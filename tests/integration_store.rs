use chrono::{TimeZone, Utc};

use keybored::config::{Settings, ThemeMode, Toggle};
use keybored::scores::{ScoreHistory, ScoreRecord, SCORES_KEY};
use keybored::session::Mode;
use keybored::store::{FileStorage, Storage};

fn record(wpm: u32, mode: Mode, goal: u32) -> ScoreRecord {
    ScoreRecord {
        wpm,
        accuracy: 95,
        date: Utc.with_ymd_and_hms(2024, 3, 1, 12, 0, 0).unwrap(),
        mode,
        goal,
    }
}

#[test]
fn scores_survive_a_restart() {
    let dir = tempfile::tempdir().unwrap();

    {
        let storage = FileStorage::new(dir.path());
        let mut history = ScoreHistory::load(&storage);
        history.append(&storage, record(40, Mode::Time, 15));
        history.append(&storage, record(55, Mode::Time, 15));
    }

    let storage = FileStorage::new(dir.path());
    let history = ScoreHistory::load(&storage);
    assert_eq!(history.records().len(), 2);
    assert_eq!(history.newest_first().next().map(|r| r.wpm), Some(55));
    assert_eq!(history.best_wpm(Mode::Time, 15), Some(55));
}

#[test]
fn append_keeps_records_written_by_another_instance() {
    let dir = tempfile::tempdir().unwrap();
    let storage = FileStorage::new(dir.path());

    let mut first = ScoreHistory::load(&storage);
    let mut second = ScoreHistory::load(&storage);
    first.append(&storage, record(30, Mode::Words, 10));
    second.append(&storage, record(60, Mode::Words, 10));

    let reloaded = ScoreHistory::load(&storage);
    assert_eq!(reloaded.records().len(), 2);
}

#[test]
fn persisted_scores_use_the_documented_shape() {
    let dir = tempfile::tempdir().unwrap();
    let storage = FileStorage::new(dir.path());
    let mut history = ScoreHistory::default();
    history.append(&storage, record(42, Mode::Words, 25));

    let raw = storage.read(SCORES_KEY).unwrap().unwrap();
    let value: serde_json::Value = serde_json::from_str(&raw).unwrap();
    let entry = &value[0];
    assert_eq!(entry["wpm"], 42);
    assert_eq!(entry["accuracy"], 95);
    assert_eq!(entry["mode"], "words");
    assert_eq!(entry["goal"], 25);
    assert_eq!(entry["date"], "2024-03-01T12:00:00Z");
}

#[test]
fn settings_round_trip_through_files() {
    let dir = tempfile::tempdir().unwrap();
    let storage = FileStorage::new(dir.path());

    let mut settings = Settings::load(&storage);
    assert_eq!(settings, Settings::default());

    settings.toggle(Toggle::KeyboardVisible);
    settings.cycle_theme();
    settings.cycle_goal();
    settings.persist(&storage);

    let reloaded = Settings::load(&storage);
    assert!(!reloaded.keyboard.visible);
    assert_eq!(reloaded.theme.mode, ThemeMode::Light);
    assert_eq!(reloaded.game.time_goal, 30);
}

#[test]
fn corrupt_files_load_as_defaults() {
    let dir = tempfile::tempdir().unwrap();
    let storage = FileStorage::new(dir.path());
    std::fs::write(storage.path_for(SCORES_KEY), "[{not json").unwrap();
    std::fs::write(storage.path_for("local-settings"), "42").unwrap();

    assert!(ScoreHistory::load(&storage).is_empty());
    assert_eq!(Settings::load(&storage), Settings::default());
}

**YOUR ASSIGNMENT**
Search the listing for "ThemeMode" and show every line where it occurs.

**RESPONSE**
use keybored::config::{Settings, ThemeMode, Toggle};
    assert_eq!(reloaded.theme.mode, ThemeMode::Light);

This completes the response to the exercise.